(INPUT RECORDS Opens)

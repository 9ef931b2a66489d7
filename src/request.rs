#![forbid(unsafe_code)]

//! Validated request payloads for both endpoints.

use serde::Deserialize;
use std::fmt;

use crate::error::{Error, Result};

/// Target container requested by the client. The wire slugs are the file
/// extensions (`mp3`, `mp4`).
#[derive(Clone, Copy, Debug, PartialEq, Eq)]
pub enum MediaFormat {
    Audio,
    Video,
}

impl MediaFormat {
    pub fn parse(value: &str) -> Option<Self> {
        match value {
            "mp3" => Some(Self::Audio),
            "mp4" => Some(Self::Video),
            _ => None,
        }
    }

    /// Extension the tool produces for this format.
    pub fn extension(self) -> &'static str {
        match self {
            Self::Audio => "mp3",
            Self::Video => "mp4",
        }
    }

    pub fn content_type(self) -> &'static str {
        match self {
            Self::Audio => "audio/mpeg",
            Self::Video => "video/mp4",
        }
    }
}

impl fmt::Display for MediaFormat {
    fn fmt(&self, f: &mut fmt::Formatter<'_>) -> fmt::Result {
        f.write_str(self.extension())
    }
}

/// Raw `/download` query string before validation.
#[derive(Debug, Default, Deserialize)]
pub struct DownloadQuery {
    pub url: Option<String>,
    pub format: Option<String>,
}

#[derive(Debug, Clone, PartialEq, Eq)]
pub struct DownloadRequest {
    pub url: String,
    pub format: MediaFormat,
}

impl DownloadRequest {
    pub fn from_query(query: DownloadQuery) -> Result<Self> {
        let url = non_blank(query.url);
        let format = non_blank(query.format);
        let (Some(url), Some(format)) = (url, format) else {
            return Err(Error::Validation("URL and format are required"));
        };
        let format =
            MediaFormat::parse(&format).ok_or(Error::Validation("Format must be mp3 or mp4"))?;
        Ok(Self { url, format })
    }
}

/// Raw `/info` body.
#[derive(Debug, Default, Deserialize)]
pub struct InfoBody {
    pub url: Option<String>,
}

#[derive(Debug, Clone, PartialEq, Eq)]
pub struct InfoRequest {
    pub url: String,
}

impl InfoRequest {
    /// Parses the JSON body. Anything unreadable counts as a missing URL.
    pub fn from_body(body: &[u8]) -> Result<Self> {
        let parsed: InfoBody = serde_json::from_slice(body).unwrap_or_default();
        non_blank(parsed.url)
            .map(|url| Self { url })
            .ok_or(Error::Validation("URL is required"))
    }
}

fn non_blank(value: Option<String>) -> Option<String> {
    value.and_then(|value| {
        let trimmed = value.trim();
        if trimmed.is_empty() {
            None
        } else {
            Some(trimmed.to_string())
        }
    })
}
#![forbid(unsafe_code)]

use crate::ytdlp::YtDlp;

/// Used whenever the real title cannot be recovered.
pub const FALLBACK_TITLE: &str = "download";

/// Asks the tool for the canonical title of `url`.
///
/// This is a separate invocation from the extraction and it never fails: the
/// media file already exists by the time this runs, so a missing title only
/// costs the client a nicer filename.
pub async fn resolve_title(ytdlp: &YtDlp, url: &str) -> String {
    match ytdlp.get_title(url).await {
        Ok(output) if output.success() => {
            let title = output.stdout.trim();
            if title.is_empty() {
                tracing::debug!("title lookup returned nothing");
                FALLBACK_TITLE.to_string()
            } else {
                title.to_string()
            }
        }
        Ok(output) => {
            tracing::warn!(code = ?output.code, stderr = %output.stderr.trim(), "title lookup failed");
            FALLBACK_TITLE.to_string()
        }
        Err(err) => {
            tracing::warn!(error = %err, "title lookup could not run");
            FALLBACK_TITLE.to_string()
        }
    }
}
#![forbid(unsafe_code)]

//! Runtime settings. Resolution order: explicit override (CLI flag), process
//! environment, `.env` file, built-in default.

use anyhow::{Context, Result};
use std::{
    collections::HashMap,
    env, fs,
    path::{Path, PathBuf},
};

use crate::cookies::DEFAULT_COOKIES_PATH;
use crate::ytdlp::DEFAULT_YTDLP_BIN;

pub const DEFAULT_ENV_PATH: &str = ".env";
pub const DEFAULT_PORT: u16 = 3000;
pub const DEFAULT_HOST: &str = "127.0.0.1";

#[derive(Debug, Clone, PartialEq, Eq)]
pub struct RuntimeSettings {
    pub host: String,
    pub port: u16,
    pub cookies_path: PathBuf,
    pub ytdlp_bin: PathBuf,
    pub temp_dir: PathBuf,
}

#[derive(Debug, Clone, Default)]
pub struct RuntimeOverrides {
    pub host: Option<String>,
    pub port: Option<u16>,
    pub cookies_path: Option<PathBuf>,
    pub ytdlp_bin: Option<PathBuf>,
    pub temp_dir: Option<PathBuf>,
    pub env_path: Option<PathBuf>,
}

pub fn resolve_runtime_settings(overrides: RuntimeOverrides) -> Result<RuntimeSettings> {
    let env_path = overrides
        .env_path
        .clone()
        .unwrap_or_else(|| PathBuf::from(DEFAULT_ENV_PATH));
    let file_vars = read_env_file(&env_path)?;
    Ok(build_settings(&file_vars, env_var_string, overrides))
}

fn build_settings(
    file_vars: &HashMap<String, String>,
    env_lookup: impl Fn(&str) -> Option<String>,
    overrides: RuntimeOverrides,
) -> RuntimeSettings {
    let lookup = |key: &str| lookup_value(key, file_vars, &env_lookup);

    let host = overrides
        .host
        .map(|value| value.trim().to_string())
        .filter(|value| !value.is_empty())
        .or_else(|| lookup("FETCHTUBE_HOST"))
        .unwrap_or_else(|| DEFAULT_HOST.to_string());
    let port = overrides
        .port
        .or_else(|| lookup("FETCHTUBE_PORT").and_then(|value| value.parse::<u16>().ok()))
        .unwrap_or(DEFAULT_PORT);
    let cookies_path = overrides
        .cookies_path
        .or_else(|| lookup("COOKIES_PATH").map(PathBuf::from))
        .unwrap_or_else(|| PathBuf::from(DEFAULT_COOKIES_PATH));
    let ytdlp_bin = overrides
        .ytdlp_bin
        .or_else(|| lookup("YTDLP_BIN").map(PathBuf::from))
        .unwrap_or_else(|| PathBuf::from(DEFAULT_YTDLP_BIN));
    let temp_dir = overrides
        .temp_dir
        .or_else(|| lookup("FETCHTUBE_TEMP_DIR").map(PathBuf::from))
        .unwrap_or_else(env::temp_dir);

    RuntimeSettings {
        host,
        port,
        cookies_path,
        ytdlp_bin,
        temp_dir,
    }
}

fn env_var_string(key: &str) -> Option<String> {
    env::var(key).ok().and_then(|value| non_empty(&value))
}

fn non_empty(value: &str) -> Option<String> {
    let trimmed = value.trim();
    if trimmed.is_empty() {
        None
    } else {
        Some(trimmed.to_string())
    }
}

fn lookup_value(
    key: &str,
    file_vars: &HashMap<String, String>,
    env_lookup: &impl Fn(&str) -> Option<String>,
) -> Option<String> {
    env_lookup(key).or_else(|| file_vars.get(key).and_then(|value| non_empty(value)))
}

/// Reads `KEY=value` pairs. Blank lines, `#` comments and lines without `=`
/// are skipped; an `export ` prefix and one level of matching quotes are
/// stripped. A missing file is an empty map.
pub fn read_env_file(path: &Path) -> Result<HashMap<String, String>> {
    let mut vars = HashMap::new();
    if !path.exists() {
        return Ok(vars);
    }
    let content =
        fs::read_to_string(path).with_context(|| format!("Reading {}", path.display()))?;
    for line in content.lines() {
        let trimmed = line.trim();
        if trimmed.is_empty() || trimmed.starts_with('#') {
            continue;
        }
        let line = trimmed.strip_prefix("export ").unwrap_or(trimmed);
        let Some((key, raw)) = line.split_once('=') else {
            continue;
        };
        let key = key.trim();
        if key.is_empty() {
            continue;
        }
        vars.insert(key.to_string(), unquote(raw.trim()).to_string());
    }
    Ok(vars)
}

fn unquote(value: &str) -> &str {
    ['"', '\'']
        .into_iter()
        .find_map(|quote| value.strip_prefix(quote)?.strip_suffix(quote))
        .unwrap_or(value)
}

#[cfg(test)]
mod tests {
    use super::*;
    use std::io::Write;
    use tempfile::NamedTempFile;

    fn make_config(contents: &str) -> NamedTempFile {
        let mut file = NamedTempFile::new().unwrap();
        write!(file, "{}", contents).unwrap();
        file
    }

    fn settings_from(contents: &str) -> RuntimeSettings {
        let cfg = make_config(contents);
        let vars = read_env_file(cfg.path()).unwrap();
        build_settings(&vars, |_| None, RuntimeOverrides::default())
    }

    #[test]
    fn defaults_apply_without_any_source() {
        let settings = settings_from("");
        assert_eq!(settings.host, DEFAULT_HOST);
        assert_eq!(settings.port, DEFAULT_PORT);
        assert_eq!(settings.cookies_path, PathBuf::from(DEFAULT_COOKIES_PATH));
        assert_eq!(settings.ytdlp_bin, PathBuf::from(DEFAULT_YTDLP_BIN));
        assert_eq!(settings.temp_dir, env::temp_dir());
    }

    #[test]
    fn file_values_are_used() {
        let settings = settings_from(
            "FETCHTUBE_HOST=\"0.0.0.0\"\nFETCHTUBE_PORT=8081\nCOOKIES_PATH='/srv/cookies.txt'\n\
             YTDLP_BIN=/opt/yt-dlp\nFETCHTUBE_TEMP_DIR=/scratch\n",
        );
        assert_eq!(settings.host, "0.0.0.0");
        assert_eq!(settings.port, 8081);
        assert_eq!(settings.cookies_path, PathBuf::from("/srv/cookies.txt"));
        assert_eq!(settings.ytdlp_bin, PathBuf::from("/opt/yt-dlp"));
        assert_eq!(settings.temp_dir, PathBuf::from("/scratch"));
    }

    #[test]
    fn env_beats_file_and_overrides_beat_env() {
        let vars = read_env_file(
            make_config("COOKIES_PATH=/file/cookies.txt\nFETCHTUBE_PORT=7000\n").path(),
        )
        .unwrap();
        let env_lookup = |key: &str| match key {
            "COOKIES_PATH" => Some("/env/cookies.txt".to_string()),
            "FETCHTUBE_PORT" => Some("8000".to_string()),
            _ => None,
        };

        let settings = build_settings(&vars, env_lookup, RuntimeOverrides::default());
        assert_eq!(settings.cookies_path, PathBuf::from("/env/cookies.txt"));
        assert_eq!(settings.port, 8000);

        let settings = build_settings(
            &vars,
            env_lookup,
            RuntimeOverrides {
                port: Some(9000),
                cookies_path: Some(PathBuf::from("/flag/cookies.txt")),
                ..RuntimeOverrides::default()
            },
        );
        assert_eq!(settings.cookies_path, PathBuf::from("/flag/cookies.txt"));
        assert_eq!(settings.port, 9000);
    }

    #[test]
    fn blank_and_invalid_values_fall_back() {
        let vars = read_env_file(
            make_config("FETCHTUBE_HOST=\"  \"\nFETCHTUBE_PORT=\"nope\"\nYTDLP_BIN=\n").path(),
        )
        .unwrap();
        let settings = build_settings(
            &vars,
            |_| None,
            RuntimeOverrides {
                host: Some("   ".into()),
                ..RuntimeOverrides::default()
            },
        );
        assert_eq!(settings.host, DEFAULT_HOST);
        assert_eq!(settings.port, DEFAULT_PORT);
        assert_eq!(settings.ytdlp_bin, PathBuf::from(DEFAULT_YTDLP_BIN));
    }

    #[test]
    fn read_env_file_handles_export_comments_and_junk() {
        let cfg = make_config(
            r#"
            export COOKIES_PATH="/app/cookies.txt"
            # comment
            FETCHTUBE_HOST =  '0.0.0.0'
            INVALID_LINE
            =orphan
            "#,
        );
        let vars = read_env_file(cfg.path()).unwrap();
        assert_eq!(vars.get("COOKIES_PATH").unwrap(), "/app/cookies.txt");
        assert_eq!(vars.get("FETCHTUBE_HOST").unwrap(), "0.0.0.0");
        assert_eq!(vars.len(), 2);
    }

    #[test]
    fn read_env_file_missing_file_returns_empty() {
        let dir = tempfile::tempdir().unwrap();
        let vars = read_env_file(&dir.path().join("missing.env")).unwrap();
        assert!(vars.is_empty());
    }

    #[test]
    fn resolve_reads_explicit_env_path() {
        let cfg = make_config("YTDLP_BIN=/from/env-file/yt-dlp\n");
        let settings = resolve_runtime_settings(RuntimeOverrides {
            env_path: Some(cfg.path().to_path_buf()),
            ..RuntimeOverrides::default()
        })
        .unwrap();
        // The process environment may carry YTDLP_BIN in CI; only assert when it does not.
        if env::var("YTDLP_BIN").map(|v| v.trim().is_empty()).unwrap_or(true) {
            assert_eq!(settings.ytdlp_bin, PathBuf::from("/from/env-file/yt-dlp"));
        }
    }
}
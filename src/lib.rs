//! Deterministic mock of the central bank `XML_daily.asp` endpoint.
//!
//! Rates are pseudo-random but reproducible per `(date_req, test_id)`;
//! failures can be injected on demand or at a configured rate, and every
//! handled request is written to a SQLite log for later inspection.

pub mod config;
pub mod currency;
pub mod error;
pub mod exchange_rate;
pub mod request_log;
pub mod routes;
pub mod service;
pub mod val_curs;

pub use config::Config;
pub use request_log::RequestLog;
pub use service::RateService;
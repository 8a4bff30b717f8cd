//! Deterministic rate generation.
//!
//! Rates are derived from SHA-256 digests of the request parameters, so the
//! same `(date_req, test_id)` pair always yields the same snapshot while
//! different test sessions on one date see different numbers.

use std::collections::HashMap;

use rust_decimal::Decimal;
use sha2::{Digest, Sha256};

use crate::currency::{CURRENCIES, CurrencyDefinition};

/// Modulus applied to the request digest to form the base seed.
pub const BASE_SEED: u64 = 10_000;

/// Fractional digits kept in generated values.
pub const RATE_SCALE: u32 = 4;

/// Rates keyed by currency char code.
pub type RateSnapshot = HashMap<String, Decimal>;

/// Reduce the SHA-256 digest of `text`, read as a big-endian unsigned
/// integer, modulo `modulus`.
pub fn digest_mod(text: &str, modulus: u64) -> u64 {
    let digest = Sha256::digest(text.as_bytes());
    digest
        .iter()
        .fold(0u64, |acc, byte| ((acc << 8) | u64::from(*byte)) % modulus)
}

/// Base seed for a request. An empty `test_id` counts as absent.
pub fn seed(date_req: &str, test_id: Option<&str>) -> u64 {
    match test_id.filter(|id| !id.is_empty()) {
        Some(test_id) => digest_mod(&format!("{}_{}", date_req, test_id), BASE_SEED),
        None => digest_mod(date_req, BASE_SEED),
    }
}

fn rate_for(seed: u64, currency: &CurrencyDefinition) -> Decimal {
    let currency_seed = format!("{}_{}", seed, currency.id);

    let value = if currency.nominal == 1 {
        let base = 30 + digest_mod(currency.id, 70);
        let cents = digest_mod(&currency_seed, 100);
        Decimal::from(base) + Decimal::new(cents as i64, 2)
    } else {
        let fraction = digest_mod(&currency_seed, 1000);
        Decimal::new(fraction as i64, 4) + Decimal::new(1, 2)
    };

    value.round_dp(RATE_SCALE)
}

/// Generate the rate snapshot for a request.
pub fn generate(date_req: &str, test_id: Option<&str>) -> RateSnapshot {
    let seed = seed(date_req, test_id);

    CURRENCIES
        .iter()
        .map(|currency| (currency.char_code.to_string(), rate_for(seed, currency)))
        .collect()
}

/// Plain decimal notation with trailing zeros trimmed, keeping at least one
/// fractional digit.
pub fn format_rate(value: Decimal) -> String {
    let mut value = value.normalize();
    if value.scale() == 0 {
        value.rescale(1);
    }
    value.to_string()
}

(INPUT RECORDS Closes)

> EXERCISE REQUIREMENTS: Your reply should be one number: how many lines in the records contain "static".

> TASK ANSWER: 2